### ASSIGNED TASK
Please return each record exactly, leaving nothing out.

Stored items
//! Actor completion messages.
//!
//! Tweens announce completion by broadcasting the message name they were
//! started with. Messages ride the world's buffered queue
//! (`Messages<ActorMessage>`), so any number of systems can read them on
//! the tick after they were written; the queue is advanced once per tick by
//! [`update_actor_messages`](crate::systems::message::update_actor_messages).
//!
//! # Related
//!
//! - [`crate::systems::tween::update_actor_tweens`] – the writer
//! - [`crate::systems::message`] – queue maintenance and a logging reader

use bevy_ecs::message::Message;
use bevy_ecs::prelude::Entity;

/// Broadcast when a named tween completes.
///
/// `name` is the completion message registered when the tween started;
/// `sender` is the actor that finished. Broadcast at most once per started
/// tween.
#[derive(Message, Debug, Clone, PartialEq, Eq)]
pub struct ActorMessage {
    /// The completion message name.
    pub name: String,
    /// The actor that finished.
    pub sender: Entity,
}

### WORKED SOLUTION
//! Actor completion messages.
//!
//! Tweens announce completion by broadcasting the message name they were
//! started with. Messages ride the world's buffered queue
//! (`Messages<ActorMessage>`), so any number of systems can read them on
//! the tick after they were written; the queue is advanced once per tick by
//! [`update_actor_messages`](crate::systems::message::update_actor_messages).
//!
//! # Related
//!
//! - [`crate::systems::tween::update_actor_tweens`] – the writer
//! - [`crate::systems::message`] – queue maintenance and a logging reader

use bevy_ecs::message::Message;
use bevy_ecs::prelude::Entity;

/// Broadcast when a named tween completes.
///
/// `name` is the completion message registered when the tween started;
/// `sender` is the actor that finished. Broadcast at most once per started
/// tween.
#[derive(Message, Debug, Clone, PartialEq, Eq)]
pub struct ActorMessage {
    /// The completion message name.
    pub name: String,
    /// The actor that finished.
    pub sender: Entity,
}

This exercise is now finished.